AMY GOODMAN: This is Democracy Now!, I’m Amy Goodman. As we continue our “Exception to the Rulers” tour, broadcasting from Los Angeles. Now we are speaking with Jim Paul, back in our studio in New York. He is Director of Global Policy Forum. As we take on the explosive allegations of journalist Bob Woodward made on “60 Minutes” and in his book, “Plan of Attack.” Jim Paul, I want to go to the point that you’re making that he’s not challenging the fundamental issues of oil companies, and their role in Iraq. Can you expand on that, please?

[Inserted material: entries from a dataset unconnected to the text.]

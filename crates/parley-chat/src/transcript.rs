//! Transcript state: an ordered, versioned sequence of chat messages.
//!
//! All operations are pure: they return a new `Transcript`, preserving
//! order and every unrelated message unchanged. Consumers never observe
//! in-place mutation.

use serde::{Deserialize, Serialize};

/// Message author
#[derive(Debug, Clone, Copy, PartialEq, Eq, Serialize, Deserialize)]
#[serde(rename_all = "lowercase")]
pub enum Role {
    User,
    Assistant,
}

/// Lifecycle of a message's content.
///
/// An explicit tag the presentation layer switches on for the loading
/// state, instead of sniffing the content for a placeholder marker.
#[derive(Debug, Clone, Copy, PartialEq, Eq, Default, Serialize, Deserialize)]
#[serde(rename_all = "snake_case")]
pub enum MessageStatus {
    /// Placeholder inserted at stream start, no content yet
    #[default]
    Pending,
    /// Chunks are arriving
    Streaming,
    /// Final content committed
    Complete,
    /// Replaced by an error message
    Error,
}

/// Descriptor of a file attached to a message
#[derive(Debug, Clone, PartialEq, Eq, Serialize, Deserialize)]
pub struct FileInfo {
    pub name: String,
    pub size: u64,
    pub media_type: String,
}

/// Direction for version navigation
#[derive(Debug, Clone, Copy, PartialEq, Eq)]
pub enum Direction {
    Prev,
    Next,
}

/// One message in the transcript.
///
/// Invariants: `versions.len() == version_timestamps.len()`; when versions
/// are present, `current_version < versions.len()` and `content` equals
/// `versions[current_version]`.
#[derive(Debug, Clone, Serialize, Deserialize)]
pub struct ChatMessage {
    /// Caller-generated unique identifier
    pub id: String,
    pub role: Role,
    /// Currently displayed content
    pub content: String,
    /// Epoch millis of creation or of the displayed version
    pub timestamp: i64,
    pub file: Option<FileInfo>,
    /// Historical generation results; empty until the first commit
    #[serde(default)]
    pub versions: Vec<String>,
    #[serde(default)]
    pub version_timestamps: Vec<i64>,
    /// Index of the displayed version (0-based)
    #[serde(default)]
    pub current_version: usize,
    #[serde(default)]
    pub status: MessageStatus,
}

impl ChatMessage {
    /// Create a completed user message
    pub fn user(id: impl Into<String>, text: impl Into<String>) -> Self {
        Self {
            id: id.into(),
            role: Role::User,
            content: text.into(),
            timestamp: now_millis(),
            file: None,
            versions: vec![],
            version_timestamps: vec![],
            current_version: 0,
            status: MessageStatus::Complete,
        }
    }

    /// Create a completed user message with an attached file
    pub fn user_with_file(
        id: impl Into<String>,
        text: impl Into<String>,
        file: FileInfo,
    ) -> Self {
        Self {
            file: Some(file),
            ..Self::user(id, text)
        }
    }

    /// Create a completed assistant message without version history
    pub fn assistant(id: impl Into<String>, text: impl Into<String>, timestamp: i64) -> Self {
        Self {
            id: id.into(),
            role: Role::Assistant,
            content: text.into(),
            timestamp,
            file: None,
            versions: vec![],
            version_timestamps: vec![],
            current_version: 0,
            status: MessageStatus::Complete,
        }
    }

    /// Create a committed assistant message whose content is its single version
    pub fn assistant_final(
        id: impl Into<String>,
        text: impl Into<String>,
        timestamp: i64,
    ) -> Self {
        let content: String = text.into();
        Self {
            versions: vec![content.clone()],
            version_timestamps: vec![timestamp],
            content,
            ..Self::assistant(id, "", timestamp)
        }
    }

    /// Create the empty placeholder inserted at stream start
    pub fn placeholder(id: impl Into<String>) -> Self {
        Self {
            status: MessageStatus::Pending,
            ..Self::assistant(id, "", now_millis())
        }
    }

    pub fn version_count(&self) -> usize {
        self.versions.len()
    }
}

/// Current epoch time in milliseconds
pub(crate) fn now_millis() -> i64 {
    chrono::Utc::now().timestamp_millis()
}

/// Parse a backend RFC 3339 timestamp into epoch millis, falling back to
/// the local clock when unparseable.
pub(crate) fn parse_rfc3339_millis(value: &str) -> i64 {
    chrono::DateTime::parse_from_rfc3339(value)
        .map(|dt| dt.timestamp_millis())
        .unwrap_or_else(|_| now_millis())
}

/// Ordered sequence of messages for the active session
#[derive(Debug, Clone, Default, Serialize, Deserialize)]
pub struct Transcript {
    messages: Vec<ChatMessage>,
}

impl Transcript {
    pub fn new(messages: Vec<ChatMessage>) -> Self {
        Self { messages }
    }

    pub fn messages(&self) -> &[ChatMessage] {
        &self.messages
    }

    pub fn get(&self, id: &str) -> Option<&ChatMessage> {
        self.messages.iter().find(|m| m.id == id)
    }

    pub fn position(&self, id: &str) -> Option<usize> {
        self.messages.iter().position(|m| m.id == id)
    }

    pub fn last(&self) -> Option<&ChatMessage> {
        self.messages.last()
    }

    pub fn len(&self) -> usize {
        self.messages.len()
    }

    pub fn is_empty(&self) -> bool {
        self.messages.is_empty()
    }

    /// Apply `f` to the message with the given id, leaving everything else
    /// untouched. Unknown ids return the sequence unchanged.
    fn update(&self, id: &str, f: impl FnOnce(&mut ChatMessage)) -> Transcript {
        let mut messages = self.messages.clone();
        if let Some(message) = messages.iter_mut().find(|m| m.id == id) {
            f(message);
        }
        Transcript { messages }
    }

    /// Append a message at the end
    pub fn append(&self, message: ChatMessage) -> Transcript {
        let mut messages = self.messages.clone();
        messages.push(message);
        Transcript { messages }
    }

    /// Remove a message (used to roll back an optimistic user turn)
    pub fn remove(&self, id: &str) -> Transcript {
        Transcript {
            messages: self
                .messages
                .iter()
                .filter(|m| m.id != id)
                .cloned()
                .collect(),
        }
    }

    /// Replace displayed content, leaving versions and status untouched
    pub fn replace_content(&self, id: &str, content: impl Into<String>) -> Transcript {
        let content = content.into();
        self.update(id, |m| m.content = content)
    }

    /// Append to displayed content (the cancellation marker path)
    pub fn append_content(&self, id: &str, suffix: &str) -> Transcript {
        self.update(id, |m| m.content.push_str(suffix))
    }

    pub fn set_status(&self, id: &str, status: MessageStatus) -> Transcript {
        self.update(id, |m| m.status = status)
    }

    /// Commit final content as the message's single version
    pub fn commit_final(&self, id: &str, content: impl Into<String>, timestamp: i64) -> Transcript {
        let content = content.into();
        self.update(id, |m| {
            m.versions = vec![content.clone()];
            m.version_timestamps = vec![timestamp];
            m.current_version = 0;
            m.content = content;
            m.timestamp = timestamp;
            m.status = MessageStatus::Complete;
        })
    }

    /// Append a new version, selecting it.
    ///
    /// Append-only: prior versions never change. A message without version
    /// history is seeded from its current content first, so the first
    /// regenerate yields two navigable versions.
    pub fn add_version(&self, id: &str, content: impl Into<String>, timestamp: i64) -> Transcript {
        let content = content.into();
        self.update(id, |m| {
            if m.versions.is_empty() {
                m.versions.push(m.content.clone());
                m.version_timestamps.push(m.timestamp);
            }
            m.versions.push(content.clone());
            m.version_timestamps.push(timestamp);
            m.current_version = m.versions.len() - 1;
            m.content = content;
            m.timestamp = timestamp;
            m.status = MessageStatus::Complete;
        })
    }

    /// Seed the version list from current content when empty. Called before
    /// a streamed regenerate overwrites the displayed content.
    pub fn seed_versions(&self, id: &str) -> Transcript {
        self.update(id, |m| {
            if m.versions.is_empty() {
                m.versions.push(m.content.clone());
                m.version_timestamps.push(m.timestamp);
                m.current_version = 0;
            }
        })
    }

    /// Move the displayed version by one, clamped at both ends (no-op at
    /// either boundary), syncing content and timestamp to the selection.
    pub fn navigate_version(&self, id: &str, direction: Direction) -> Transcript {
        self.update(id, |m| {
            if m.versions.len() <= 1 {
                return;
            }
            let current = m.current_version;
            let target = match direction {
                Direction::Prev => current.saturating_sub(1),
                Direction::Next => (current + 1).min(m.versions.len() - 1),
            };
            if target == current {
                return;
            }
            m.current_version = target;
            m.content = m.versions[target].clone();
            m.timestamp = m.version_timestamps[target];
        })
    }
}
//! Detection of local-model failures that warrant a cloud fallback.

use regex::Regex;
use std::sync::LazyLock;

/// In-band marker the backend injects into the stream when it has already
/// switched models itself
pub const FALLBACK_MARKER: &str = "[Local model failed, switching to";

/// Signatures of a failed local generation in otherwise-final response text.
/// Matched against the whole message, case-insensitive.
static FAILURE_PATTERNS: LazyLock<Vec<Regex>> = LazyLock::new(|| {
    [
        r"(?i)local model error",
        r"(?i)connection refused",
        r"(?i)failed to establish",
    ]
    .iter()
    .map(|p| Regex::new(p).unwrap())
    .collect()
});

/// Check for the backend's in-band fallback marker
pub fn contains_fallback_marker(text: &str) -> bool {
    text.contains(FALLBACK_MARKER)
}

/// Check whether final response text reads as a local-model failure
pub fn is_model_failure(text: &str) -> bool {
    FAILURE_PATTERNS.iter().any(|p| p.is_match(text))
}
//! Backend abstraction so the controller can run against a scripted
//! double in tests.

use async_trait::async_trait;
use parley_api::{
    BackendClient, ChatRequest, ChatResponse, ModelCatalog, SessionHistory, SessionRecord,
    StreamEventStream,
};

use crate::error::Result;

/// The slice of the backend API the controller drives
#[async_trait]
pub trait ChatBackend: Send + Sync {
    async fn list_models(&self) -> Result<ModelCatalog>;
    async fn chat(&self, request: &ChatRequest) -> Result<ChatResponse>;
    async fn chat_stream(&self, request: &ChatRequest) -> Result<StreamEventStream>;
    async fn history(&self) -> Result<Vec<SessionRecord>>;
    async fn session(&self, id: &str) -> Result<SessionHistory>;
    async fn delete_session(&self, id: &str) -> Result<()>;
    async fn rename_session(&self, id: &str, new_name: &str) -> Result<()>;
    async fn clear_session(&self, id: &str) -> Result<()>;
}

#[async_trait]
impl ChatBackend for BackendClient {
    async fn list_models(&self) -> Result<ModelCatalog> {
        Ok(BackendClient::list_models(self).await?)
    }

    async fn chat(&self, request: &ChatRequest) -> Result<ChatResponse> {
        Ok(BackendClient::chat(self, request).await?)
    }

    async fn chat_stream(&self, request: &ChatRequest) -> Result<StreamEventStream> {
        Ok(BackendClient::chat_stream(self, request).await?)
    }

    async fn history(&self) -> Result<Vec<SessionRecord>> {
        Ok(BackendClient::history(self).await?)
    }

    async fn session(&self, id: &str) -> Result<SessionHistory> {
        Ok(BackendClient::session(self, id).await?)
    }

    async fn delete_session(&self, id: &str) -> Result<()> {
        Ok(BackendClient::delete_session(self, id).await?)
    }

    async fn rename_session(&self, id: &str, new_name: &str) -> Result<()> {
        Ok(BackendClient::rename_session(self, id, new_name).await?)
    }

    async fn clear_session(&self, id: &str) -> Result<()> {
        Ok(BackendClient::clear_session(self, id).await?)
    }
}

JIM PAUL: Sure, Amy. The oil companies were kicked out of Iraq, the big Western oil companies kicked out of Iraq in the nationalizations in 1972. Iraq’s oil reserves are maybe the greatest in the world, or possibly the second greatest, somewhere around 400 billion barrels of oil there. There’s an incredible amount of potential profits for the big companies. If you multiply 30, the price of oil approximately today, times 400 billion, you get something like $12 trillion worth of profits possible there. It’s quite clear that those companies they’re very keen to get back into a denationalized Iraqi oil scene. There was a tremendous conflict between the French companies, the Japanese and Chinese companies, the Russian companies. The war, if you look carefully at how the war developed, and the U.N. sanctions that preceded it, it was a battle over who was going to get into Iraq and who was going to exploit Iraqi oil. This is the eighth war now, the counter-insurgency that’s going on now, the eighth war in Iraq since 1914. Imagine that, a war every decade and — every one of those wars to one extent or another has been centered on the question of control of Iraq’s oil reserves.